Some years ago I found a shoebox full of love letters dated 1929-32 from George Daniels, a bank official for the Royal Bank of Canada in New York City, to Edna Josephine MacInnis, a nursing student at Columbus Hospital.

The letters, all from George, trace the story of two young people introduced by mutual friends. They begin seeing each other for walks, they go bowling, they have dinner with friends. They fall in love. They have doubts. They write each other at least once every day. Before he goes on vacation she asks him to destroy her letters so his roommates won’t read them (he does).
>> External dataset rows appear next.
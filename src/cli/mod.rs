//! Menu controller - the interactive front end.
//!
//! The controller is a two-state loop. While nobody is logged in it offers
//! register and login; once a user is authenticated it offers the ledger,
//! report, logout and exit actions. Domain errors are printed and the loop
//! carries on in the same state; anything else ends [`MenuController::run`].

/// Terminal and scripted console implementations
pub mod console;

use crate::{
    core::{
        account,
        ledger::{self, BudgetChange, BudgetDeleteScope},
        report,
        session::SessionContext,
    },
    errors::Result,
};
use console::{Console, ask, ask_password};
use sea_orm::DatabaseConnection;
use tracing::{debug, info};

const BANNER: &str = "-------------------";
const DIVIDER: &str = "-----------------------------";

/// Where the menu loop is.
#[derive(Debug, Clone, Copy, PartialEq, Eq)]
pub enum MenuState {
    /// Register or login
    Unauthenticated,
    /// Ledger and report actions for the session user
    Authenticated,
    /// The user chose exit or input ended
    Exited,
}

/// Drives the menus for one session over one console.
pub struct MenuController<'a, C: Console> {
    db: &'a DatabaseConnection,
    console: C,
    session: SessionContext,
    budget_delete_scope: BudgetDeleteScope,
}

impl<'a, C: Console> MenuController<'a, C> {
    /// Creates a controller with an empty session.
    pub const fn new(
        db: &'a DatabaseConnection,
        console: C,
        budget_delete_scope: BudgetDeleteScope,
    ) -> Self {
        Self {
            db,
            console,
            session: SessionContext::new(),
            budget_delete_scope,
        }
    }

    /// The console the controller writes to.
    pub const fn console(&self) -> &C {
        &self.console
    }

    /// The controller's session.
    pub const fn session(&self) -> &SessionContext {
        &self.session
    }

    /// Runs the menus until the user exits or input ends.
    ///
    /// # Errors
    /// Returns store, I/O and hashing errors; user-facing errors are printed
    /// and do not end the loop.
    pub async fn run(&mut self) -> Result<()> {
        let mut state = MenuState::Unauthenticated;

        while state != MenuState::Exited {
            let step = match state {
                MenuState::Unauthenticated => self.unauthenticated_step().await,
                MenuState::Authenticated => self.authenticated_step().await,
                MenuState::Exited => Ok(MenuState::Exited),
            };

            state = match step {
                Ok(next) => next,
                Err(e) if e.is_user_facing() => {
                    debug!(error = %e, "Action failed");
                    self.console.write_line(&e.to_string())?;
                    state
                }
                Err(e) => return Err(e),
            };
        }

        self.console.write_line("Exiting the Budget Tracker CLI.")?;
        Ok(())
    }

    async fn unauthenticated_step(&mut self) -> Result<MenuState> {
        self.console.write_line(BANNER)?;
        self.console.write_line("Budget Tracker CLI")?;
        self.console.write_line(BANNER)?;
        self.console.write_line("1. Register")?;
        self.console.write_line("2. Login")?;

        let Some(choice) = ask(&mut self.console, "Enter your choice (1-2): ")? else {
            return Ok(MenuState::Exited);
        };

        match choice.as_str() {
            "1" => self.register().await,
            "2" => self.login().await,
            _ => {
                self.console.write_line("Invalid choice. Please try again.")?;
                Ok(MenuState::Unauthenticated)
            }
        }
    }

    async fn register(&mut self) -> Result<MenuState> {
        let Some(username) = ask(&mut self.console, "Enter your username: ")? else {
            return Ok(MenuState::Exited);
        };
        let Some(password) = ask_password(&mut self.console, "Enter your password: ")? else {
            return Ok(MenuState::Exited);
        };
        let Some(email) = ask(&mut self.console, "Enter your email: ")? else {
            return Ok(MenuState::Exited);
        };

        let user = account::register(self.db, &username, &password, &email).await?;
        self.console.write_line("Registration successful.")?;
        self.session.login(user);
        Ok(MenuState::Authenticated)
    }

    async fn login(&mut self) -> Result<MenuState> {
        let Some(username) = ask(&mut self.console, "Enter your username: ")? else {
            return Ok(MenuState::Exited);
        };
        let Some(password) = ask_password(&mut self.console, "Enter your password: ")? else {
            return Ok(MenuState::Exited);
        };

        let user = account::authenticate(self.db, &username, &password).await?;
        self.console.write_line("Login successful.")?;
        self.session.login(user);
        Ok(MenuState::Authenticated)
    }

    async fn authenticated_step(&mut self) -> Result<MenuState> {
        self.print_user_menu().await?;

        let Some(choice) = ask(&mut self.console, "Enter your choice (1-9): ")? else {
            return Ok(MenuState::Exited);
        };

        let completed = match choice.as_str() {
            "1" => self.add_transaction().await?,
            "2" => self.view_transactions().await?,
            "3" => self.delete_transaction().await?,
            "4" => self.set_budget().await?,
            "5" => self.view_budgets().await?,
            "6" => self.delete_budget().await?,
            "7" => self.generate_report().await?,
            "8" => return self.logout(),
            "9" => return Ok(MenuState::Exited),
            _ => {
                self.console.write_line("Invalid choice. Please try again.")?;
                true
            }
        };

        Ok(if completed {
            MenuState::Authenticated
        } else {
            MenuState::Exited
        })
    }

    async fn print_user_menu(&mut self) -> Result<()> {
        let username = self.session.current_user()?.username.clone();
        let balance = report::calculate_balance(self.db, &self.session).await?;

        self.console.write_line(&format!("Welcome, {username}!"))?;
        self.console.write_line(DIVIDER)?;
        self.console.write_line(&report::format_balance(balance))?;
        self.console.write_line(DIVIDER)?;
        for item in [
            "1. Add a transaction",
            "2. View all transactions",
            "3. Delete a transaction",
            "4. Set budget",
            "5. View all budgets",
            "6. Delete budget",
            "7. Generate report",
            "8. Logout",
            "9. Exit",
        ] {
            self.console.write_line(item)?;
        }
        Ok(())
    }

    // The action methods below return `Ok(false)` when input ends mid-action.

    async fn add_transaction(&mut self) -> Result<bool> {
        self.console.write_line("Add a new transaction:")?;
        let Some(transaction_type) = ask(&mut self.console, "Type (income/expense): ")? else {
            return Ok(false);
        };
        let Some(category) = ask(&mut self.console, "Category: ")? else {
            return Ok(false);
        };
        let Some(amount) = ask(&mut self.console, "Amount: ")? else {
            return Ok(false);
        };
        let Some(date) = ask(&mut self.console, "Date (YYYY-MM-DD): ")? else {
            return Ok(false);
        };

        ledger::add_transaction(
            self.db,
            &self.session,
            &transaction_type,
            &category,
            &amount,
            &date,
        )
        .await?;
        self.console.write_line("Transaction added successfully!")?;
        Ok(true)
    }

    async fn view_transactions(&mut self) -> Result<bool> {
        let transactions = ledger::list_transactions(self.db, &self.session).await?;
        if transactions.is_empty() {
            self.console.write_line("No transactions found, please add one.")?;
            return Ok(true);
        }

        self.console.write_line("Viewing all transactions:")?;
        for transaction in &transactions {
            self.console.write_line(&report::format_transaction_details(transaction))?;
        }
        Ok(true)
    }

    async fn delete_transaction(&mut self) -> Result<bool> {
        let transactions = ledger::list_transactions(self.db, &self.session).await?;
        if transactions.is_empty() {
            self.console.write_line("No transactions found.")?;
            return Ok(true);
        }

        self.console.write_line("Available transactions:")?;
        for transaction in &transactions {
            self.console.write_line(&report::format_transaction_line(transaction))?;
        }

        let Some(id_text) = ask(
            &mut self.console,
            "Enter the ID of the transaction you want to delete: ",
        )?
        else {
            return Ok(false);
        };
        let Some(transaction_id) = self.parse_id(&id_text)? else {
            return Ok(true);
        };

        ledger::delete_transaction(self.db, &self.session, transaction_id).await?;
        self.console.write_line("Transaction deleted successfully.")?;
        Ok(true)
    }

    async fn set_budget(&mut self) -> Result<bool> {
        self.console.write_line("Set Budget:")?;
        let Some(category) = ask(&mut self.console, "Enter the budget category: ")? else {
            return Ok(false);
        };
        let Some(amount) = ask(&mut self.console, "Enter the budget amount: ")? else {
            return Ok(false);
        };

        let (_, change) = ledger::set_budget(self.db, &self.session, &category, &amount).await?;
        let message = match change {
            BudgetChange::Created => "Budget set successfully.",
            BudgetChange::Updated => "Budget updated successfully.",
        };
        self.console.write_line(message)?;
        Ok(true)
    }

    async fn view_budgets(&mut self) -> Result<bool> {
        let budgets = ledger::list_budgets(self.db, &self.session).await?;
        if budgets.is_empty() {
            self.console.write_line("No budgets found. Please add one.")?;
            return Ok(true);
        }

        self.console.write_line("Viewing all budgets:")?;
        for budget in &budgets {
            self.console.write_line(&report::format_budget_line(budget))?;
        }
        Ok(true)
    }

    async fn delete_budget(&mut self) -> Result<bool> {
        let budgets = ledger::list_budgets(self.db, &self.session).await?;
        if budgets.is_empty() {
            self.console.write_line("No budgets found.")?;
            return Ok(true);
        }

        self.console.write_line("Available budgets:")?;
        for budget in &budgets {
            self.console.write_line(&report::format_budget_line(budget))?;
        }

        let Some(id_text) = ask(
            &mut self.console,
            "Enter the ID of the budget you want to delete: ",
        )?
        else {
            return Ok(false);
        };
        let Some(budget_id) = self.parse_id(&id_text)? else {
            return Ok(true);
        };

        ledger::delete_budget(self.db, &self.session, budget_id, self.budget_delete_scope)
            .await?;
        self.console.write_line("Budget deleted successfully.")?;
        Ok(true)
    }

    async fn generate_report(&mut self) -> Result<bool> {
        let Some(target_text) = self
            .console
            .read_line("User ID for the report (leave blank for your own): ")?
        else {
            return Ok(false);
        };

        let target = if target_text.trim().is_empty() {
            None
        } else {
            match self.parse_id(&target_text)? {
                Some(id) => Some(id),
                None => return Ok(true),
            }
        };

        let user_report = report::generate_report(self.db, &self.session, target).await?;
        self.console.write_line(&report::format_report(&user_report))?;
        Ok(true)
    }

    fn logout(&mut self) -> Result<MenuState> {
        if let Some(user) = self.session.logout() {
            info!(user_id = user.id, "User logged out");
        }
        self.console.write_line("Logged out successfully.")?;
        Ok(MenuState::Unauthenticated)
    }

    /// Parses a record id, printing a message and returning `None` if it is
    /// not a whole number.
    fn parse_id(&mut self, text: &str) -> Result<Option<i64>> {
        if let Ok(id) = text.trim().parse::<i64>() {
            Ok(Some(id))
        } else {
            self.console
                .write_line(&format!("Invalid ID '{}'. Please enter a number.", text.trim()))?;
            Ok(None)
        }
    }
}
//! Unified error type for the budget tracker.
//!
//! Domain errors (bad credentials, unparsable input, missing records) are
//! recoverable: the menu prints them and keeps going. Store, I/O and hashing
//! failures are not, and end the process.

use thiserror::Error;

/// Every error the library can produce.
#[derive(Debug, Error)]
pub enum Error {
    /// A user with this username is already registered
    #[error("Username '{username}' already exists. Please log in or choose a different username.")]
    DuplicateUsername {
        /// The username that was taken
        username: String,
    },

    /// No user matches the supplied username
    #[error("User '{username}' not found. Please register first.")]
    UserNotFound {
        /// The username that was looked up
        username: String,
    },

    /// The password does not verify against the stored hash
    #[error("Incorrect password. Please try again.")]
    InvalidCredentials,

    /// A ledger or report operation was attempted without a logged-in user
    #[error("Please login first.")]
    NotAuthenticated,

    /// Amount text could not be parsed as a number
    #[error("Invalid amount '{input}'. Please enter a number such as 1,250.50")]
    InvalidAmount {
        /// Raw user input
        input: String,
    },

    /// Date text is not a `YYYY-MM-DD` date
    #[error("Invalid date '{input}'. Please use the format YYYY-MM-DD")]
    InvalidDate {
        /// Raw user input
        input: String,
    },

    /// No transaction or budget with this id is visible to the caller
    #[error("{entity} not found (ID: {id})")]
    NotFound {
        /// Human-readable record kind ("Transaction", "Budget")
        entity: &'static str,
        /// The id that was requested
        id: i64,
    },

    /// A report was requested for somebody other than the session user
    #[error("You are not authorized to access the report for user ID {user_id}.")]
    Unauthorized {
        /// The user id that was requested
        user_id: i64,
    },

    /// Hashing or parsing a stored password hash failed
    #[error("Password hash error: {message}")]
    PasswordHash {
        /// Underlying error description
        message: String,
    },

    /// Settings could not be read or parsed
    #[error("Configuration error: {message}")]
    Config {
        /// Underlying error description
        message: String,
    },

    /// Store-level failure
    #[error("Database error: {0}")]
    Database(#[from] sea_orm::DbErr),

    /// Console or filesystem failure
    #[error("I/O error: {0}")]
    Io(#[from] std::io::Error),
}

impl Error {
    /// Whether the menu should print this error and keep running.
    ///
    /// Everything that stems from user input or session state is
    /// user-facing; store, I/O, hashing and configuration failures are fatal.
    #[must_use]
    pub const fn is_user_facing(&self) -> bool {
        matches!(
            self,
            Self::DuplicateUsername { .. }
                | Self::UserNotFound { .. }
                | Self::InvalidCredentials
                | Self::NotAuthenticated
                | Self::InvalidAmount { .. }
                | Self::InvalidDate { .. }
                | Self::NotFound { .. }
                | Self::Unauthorized { .. }
        )
    }
}

/// Convenience `Result` type
pub type Result<T> = std::result::Result<T, Error>;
She keeps all his letters, which talk of his love for her, his inexperience and uncertainty in terms of “technique” (kissing), their deepening love for each other and his desire to marry her despite feeling he is too poor, telling her that “I continually doubt that I can make you happy.” On the October day after the stock market crashes, he apologizes for not seeing her—“between this stock market slump and boom and locking up the vault, I’ve been here every evening this week.” Two months later, after “the thrill of a kiss on Terrace Hill,” and a letter he signed, “xoxoxo with every expression of love ever thought of,” they elope.

In this series I use photos of my imagined Ednas to respond to excerpts from the letters that I believe she might have singled out. She was a modern woman. She smoked and wore make-up (which George worries about telling his mother), she loved to dance, she voiced her romantic expectations, she wanted a career. There is nothing momentous about their story—one of the reasons I found it so compelling.